### Task to complete
Pick out every line in the data below that holds "else".

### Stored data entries
--*--
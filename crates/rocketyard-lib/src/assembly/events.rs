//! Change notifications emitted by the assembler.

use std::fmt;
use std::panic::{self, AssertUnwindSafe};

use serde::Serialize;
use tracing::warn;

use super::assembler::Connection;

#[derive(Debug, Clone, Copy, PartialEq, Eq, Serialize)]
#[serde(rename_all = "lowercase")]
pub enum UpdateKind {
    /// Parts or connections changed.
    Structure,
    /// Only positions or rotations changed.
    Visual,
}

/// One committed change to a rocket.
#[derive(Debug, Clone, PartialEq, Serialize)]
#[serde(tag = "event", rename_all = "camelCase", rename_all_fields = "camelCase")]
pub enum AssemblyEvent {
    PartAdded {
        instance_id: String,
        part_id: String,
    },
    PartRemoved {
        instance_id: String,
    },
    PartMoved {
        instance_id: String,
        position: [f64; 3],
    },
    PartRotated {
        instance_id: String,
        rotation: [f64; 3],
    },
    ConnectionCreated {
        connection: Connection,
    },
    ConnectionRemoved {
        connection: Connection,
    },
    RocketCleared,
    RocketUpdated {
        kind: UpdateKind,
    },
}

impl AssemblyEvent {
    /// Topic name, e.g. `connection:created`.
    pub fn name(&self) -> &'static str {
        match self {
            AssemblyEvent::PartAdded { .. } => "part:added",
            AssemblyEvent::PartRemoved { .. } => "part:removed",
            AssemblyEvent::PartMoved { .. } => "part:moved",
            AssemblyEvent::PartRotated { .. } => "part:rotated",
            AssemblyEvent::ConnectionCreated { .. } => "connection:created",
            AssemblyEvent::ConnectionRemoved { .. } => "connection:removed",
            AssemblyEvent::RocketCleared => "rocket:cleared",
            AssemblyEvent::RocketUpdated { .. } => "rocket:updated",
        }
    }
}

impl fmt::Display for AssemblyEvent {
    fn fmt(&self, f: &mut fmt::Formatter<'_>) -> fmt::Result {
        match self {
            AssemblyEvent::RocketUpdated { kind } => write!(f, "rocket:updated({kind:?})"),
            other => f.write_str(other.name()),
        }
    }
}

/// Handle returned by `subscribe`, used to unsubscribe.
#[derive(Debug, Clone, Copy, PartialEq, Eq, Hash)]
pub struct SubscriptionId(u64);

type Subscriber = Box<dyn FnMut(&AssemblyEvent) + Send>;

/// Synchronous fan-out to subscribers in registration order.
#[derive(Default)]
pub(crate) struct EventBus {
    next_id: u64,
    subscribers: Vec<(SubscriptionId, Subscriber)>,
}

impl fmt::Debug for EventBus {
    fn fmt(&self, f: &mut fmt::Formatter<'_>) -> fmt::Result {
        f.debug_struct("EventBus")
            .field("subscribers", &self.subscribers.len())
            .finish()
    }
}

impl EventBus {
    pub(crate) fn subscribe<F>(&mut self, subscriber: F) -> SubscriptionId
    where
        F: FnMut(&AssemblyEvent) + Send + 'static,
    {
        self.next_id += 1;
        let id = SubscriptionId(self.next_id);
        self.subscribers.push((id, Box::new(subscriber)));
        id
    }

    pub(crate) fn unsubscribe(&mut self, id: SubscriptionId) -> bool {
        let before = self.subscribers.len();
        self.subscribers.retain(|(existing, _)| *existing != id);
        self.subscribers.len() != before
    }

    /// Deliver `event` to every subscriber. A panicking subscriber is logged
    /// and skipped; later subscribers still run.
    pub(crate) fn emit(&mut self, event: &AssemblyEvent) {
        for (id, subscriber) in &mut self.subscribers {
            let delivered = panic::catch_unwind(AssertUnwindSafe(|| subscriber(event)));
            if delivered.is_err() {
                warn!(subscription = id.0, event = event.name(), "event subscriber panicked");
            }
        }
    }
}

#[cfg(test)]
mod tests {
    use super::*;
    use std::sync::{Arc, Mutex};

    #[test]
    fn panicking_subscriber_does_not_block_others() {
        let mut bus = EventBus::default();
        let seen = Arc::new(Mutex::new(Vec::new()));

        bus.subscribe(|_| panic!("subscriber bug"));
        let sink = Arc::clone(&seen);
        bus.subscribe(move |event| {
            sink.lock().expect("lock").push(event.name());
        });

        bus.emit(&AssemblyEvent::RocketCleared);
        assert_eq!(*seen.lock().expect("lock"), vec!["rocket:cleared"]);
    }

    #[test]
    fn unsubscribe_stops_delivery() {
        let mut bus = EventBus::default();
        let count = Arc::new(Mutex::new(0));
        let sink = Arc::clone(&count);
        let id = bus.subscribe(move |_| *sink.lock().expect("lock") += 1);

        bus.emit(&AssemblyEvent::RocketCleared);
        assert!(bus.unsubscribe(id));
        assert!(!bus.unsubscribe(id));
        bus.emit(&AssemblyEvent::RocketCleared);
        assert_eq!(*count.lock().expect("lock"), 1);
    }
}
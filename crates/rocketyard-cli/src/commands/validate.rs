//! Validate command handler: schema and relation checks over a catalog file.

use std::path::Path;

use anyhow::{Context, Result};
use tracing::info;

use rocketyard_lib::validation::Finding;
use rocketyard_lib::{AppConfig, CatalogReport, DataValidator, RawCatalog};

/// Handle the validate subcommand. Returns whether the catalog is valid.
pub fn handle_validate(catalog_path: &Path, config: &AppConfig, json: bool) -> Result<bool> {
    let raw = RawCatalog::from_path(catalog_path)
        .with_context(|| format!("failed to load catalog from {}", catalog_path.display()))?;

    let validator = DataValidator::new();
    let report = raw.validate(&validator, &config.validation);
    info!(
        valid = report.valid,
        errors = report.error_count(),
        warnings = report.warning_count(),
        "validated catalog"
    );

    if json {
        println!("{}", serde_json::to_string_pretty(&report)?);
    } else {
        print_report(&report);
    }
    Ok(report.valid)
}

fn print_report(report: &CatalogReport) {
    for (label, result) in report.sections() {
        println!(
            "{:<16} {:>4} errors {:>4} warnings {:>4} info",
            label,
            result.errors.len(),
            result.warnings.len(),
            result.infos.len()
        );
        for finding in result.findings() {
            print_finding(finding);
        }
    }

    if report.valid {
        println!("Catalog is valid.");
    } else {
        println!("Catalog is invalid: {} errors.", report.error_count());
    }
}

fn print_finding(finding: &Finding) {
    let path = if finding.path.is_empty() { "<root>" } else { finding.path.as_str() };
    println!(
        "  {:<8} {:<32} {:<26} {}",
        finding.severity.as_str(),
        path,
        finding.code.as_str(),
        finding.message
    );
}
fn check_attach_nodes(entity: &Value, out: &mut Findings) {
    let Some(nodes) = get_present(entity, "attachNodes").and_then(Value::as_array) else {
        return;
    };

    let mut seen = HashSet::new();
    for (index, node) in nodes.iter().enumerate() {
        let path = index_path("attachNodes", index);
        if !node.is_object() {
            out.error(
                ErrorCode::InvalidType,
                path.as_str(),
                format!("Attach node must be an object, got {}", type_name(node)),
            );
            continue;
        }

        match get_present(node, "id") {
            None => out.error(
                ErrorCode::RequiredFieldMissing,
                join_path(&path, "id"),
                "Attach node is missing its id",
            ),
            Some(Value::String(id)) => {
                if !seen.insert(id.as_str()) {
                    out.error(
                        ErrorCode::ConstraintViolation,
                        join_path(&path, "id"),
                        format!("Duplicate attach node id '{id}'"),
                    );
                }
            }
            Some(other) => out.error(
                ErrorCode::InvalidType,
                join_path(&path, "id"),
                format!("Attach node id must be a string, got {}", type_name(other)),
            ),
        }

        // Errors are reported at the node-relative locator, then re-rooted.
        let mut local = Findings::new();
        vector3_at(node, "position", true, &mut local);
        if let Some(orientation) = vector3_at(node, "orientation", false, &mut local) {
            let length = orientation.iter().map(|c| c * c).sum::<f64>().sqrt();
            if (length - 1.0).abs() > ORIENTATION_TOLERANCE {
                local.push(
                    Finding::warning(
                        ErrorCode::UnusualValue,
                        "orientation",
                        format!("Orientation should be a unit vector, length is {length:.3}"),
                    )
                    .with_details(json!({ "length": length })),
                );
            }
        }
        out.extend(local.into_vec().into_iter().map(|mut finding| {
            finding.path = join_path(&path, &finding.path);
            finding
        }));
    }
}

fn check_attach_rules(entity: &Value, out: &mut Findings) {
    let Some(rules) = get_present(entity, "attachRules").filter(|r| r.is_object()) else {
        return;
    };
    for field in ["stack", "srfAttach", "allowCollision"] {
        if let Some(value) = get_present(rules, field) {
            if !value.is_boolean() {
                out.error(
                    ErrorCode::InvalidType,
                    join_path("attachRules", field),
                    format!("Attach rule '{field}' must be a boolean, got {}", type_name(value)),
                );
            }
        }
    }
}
--*--
### Your response
    } else {
    } else {
    let path = if finding.path.is_empty() { "<root>" } else { finding.path.as_str() };
    let Some(nodes) = get_present(entity, "attachNodes").and_then(Value::as_array) else {
    let Some(rules) = get_present(entity, "attachRules").filter(|r| r.is_object()) else {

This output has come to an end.